* **Your assignment**: Write out the records that follow with every word intact.

*** Data section

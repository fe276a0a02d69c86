//! `fstab` and `crypttab` generation.

use std::path::Path;

use crate::command::CommandSpec;
use crate::context::DeployContext;
use crate::error::{DeployError, Result};
use crate::executor::{execute, Criticality, Executor};
use crate::success;

/// crypttab options for both encrypted volumes.
pub const CRYPTTAB_OPTIONS: &str = "luks,x-systemd.device-timeout=30s";

/// One `etc/crypttab` line.
#[derive(Debug, Clone, PartialEq, Eq)]
pub struct CrypttabEntry {
    pub mapper: String,
    pub partuuid: String,
}

/// Render `etc/crypttab`; key file is `none` so the passphrase is asked at boot.
pub fn render_crypttab(entries: &[CrypttabEntry]) -> String {
    let mut out = String::from("# <name>\t<device>\t<password>\t<options>\n");
    for entry in entries {
        out.push_str(&format!(
            "{}\tPARTUUID={}\tnone\t{}\n",
            entry.mapper, entry.partuuid, CRYPTTAB_OPTIONS
        ));
    }
    out
}

/// `blkid -s PARTUUID -o value <partition>`
pub fn partuuid(exec: &dyn Executor, partition: &Path) -> Result<String> {
    let output = execute(
        exec,
        &CommandSpec::query("blkid")
            .args(["-s", "PARTUUID", "-o", "value"])
            .arg(partition.display().to_string()),
        &format!("Read PARTUUID of {}", partition.display()),
        Criticality::Critical,
    )?;
    let value = output.stdout_trimmed();
    if !value.is_empty() {
        return Ok(value.to_string());
    }
    if exec.is_dry_run() {
        return Ok(format!("<partuuid-of-{}>", partition.display()));
    }
    Err(DeployError::precondition(
        crate::phase::Phase::FilesystemTables,
        format!("{} has no PARTUUID", partition.display()),
    ))
}

pub fn run(ctx: &mut DeployContext<'_>) -> Result<()> {
    ctx.require_target_mounted()?;
    let config = ctx.config()?.clone();
    let layout = ctx.layout()?.clone();
    let exec = ctx.exec;

    let fstab = execute(
        exec,
        &CommandSpec::query("genfstab").arg("-U").arg(ctx.target_root().display().to_string()),
        "Generate fstab",
        Criticality::Critical,
    )?;
    let fstab_path = ctx.target("etc/fstab");
    exec.append_file(&fstab_path, &fstab.stdout)?;
    tracing::debug!("Appended {} bytes to {}", fstab.stdout.len(), fstab_path.display());

    let entries = vec![
        CrypttabEntry {
            mapper: config.root_mapper.clone(),
            partuuid: partuuid(exec, &layout.root_partition)?,
        },
        CrypttabEntry {
            mapper: config.home_mapper.clone(),
            partuuid: partuuid(exec, &layout.home_partition)?,
        },
    ];
    exec.write_file(&ctx.target("etc/crypttab"), &render_crypttab(&entries), Some(0o600))?;

    success!("fstab and crypttab written");
    Ok(())
}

******

* **Answer box**:
repository fe276a0a02d69c86
//! `fstab` and `crypttab` generation.

use std::path::Path;

use crate::command::CommandSpec;
use crate::context::DeployContext;
use crate::error::{DeployError, Result};
use crate::executor::{execute, Criticality, Executor};
use crate::success;

/// crypttab options for both encrypted volumes.
pub const CRYPTTAB_OPTIONS: &str = "luks,x-systemd.device-timeout=30s";

/// One `etc/crypttab` line.
#[derive(Debug, Clone, PartialEq, Eq)]
pub struct CrypttabEntry {
    pub mapper: String,
    pub partuuid: String,
}

/// Render `etc/crypttab`; key file is `none` so the passphrase is asked at boot.
pub fn render_crypttab(entries: &[CrypttabEntry]) -> String {
    let mut out = String::from("# <name>\t<device>\t<password>\t<options>\n");
    for entry in entries {
        out.push_str(&format!(
            "{}\tPARTUUID={}\tnone\t{}\n",
            entry.mapper, entry.partuuid, CRYPTTAB_OPTIONS
        ));
    }
    out
}

/// `blkid -s PARTUUID -o value <partition>`
pub fn partuuid(exec: &dyn Executor, partition: &Path) -> Result<String> {
    let output = execute(
        exec,
        &CommandSpec::query("blkid")
            .args(["-s", "PARTUUID", "-o", "value"])
            .arg(partition.display().to_string()),
        &format!("Read PARTUUID of {}", partition.display()),
        Criticality::Critical,
    )?;
    let value = output.stdout_trimmed();
    if !value.is_empty() {
        return Ok(value.to_string());
    }
    if exec.is_dry_run() {
        return Ok(format!("<partuuid-of-{}>", partition.display()));
    }
    Err(DeployError::precondition(
        crate::phase::Phase::FilesystemTables,
        format!("{} has no PARTUUID", partition.display()),
    ))
}

pub fn run(ctx: &mut DeployContext<'_>) -> Result<()> {
    ctx.require_target_mounted()?;
    let config = ctx.config()?.clone();
    let layout = ctx.layout()?.clone();
    let exec = ctx.exec;

    let fstab = execute(
        exec,
        &CommandSpec::query("genfstab").arg("-U").arg(ctx.target_root().display().to_string()),
        "Generate fstab",
        Criticality::Critical,
    )?;
    let fstab_path = ctx.target("etc/fstab");
    exec.append_file(&fstab_path, &fstab.stdout)?;
    tracing::debug!("Appended {} bytes to {}", fstab.stdout.len(), fstab_path.display());

    let entries = vec![
        CrypttabEntry {
            mapper: config.root_mapper.clone(),
            partuuid: partuuid(exec, &layout.root_partition)?,
        },
        CrypttabEntry {
            mapper: config.home_mapper.clone(),
            partuuid: partuuid(exec, &layout.home_partition)?,
        },
    ];
    exec.write_file(&ctx.target("etc/crypttab"), &render_crypttab(&entries), Some(0o600))?;

    success!("fstab and crypttab written");
    Ok(())
}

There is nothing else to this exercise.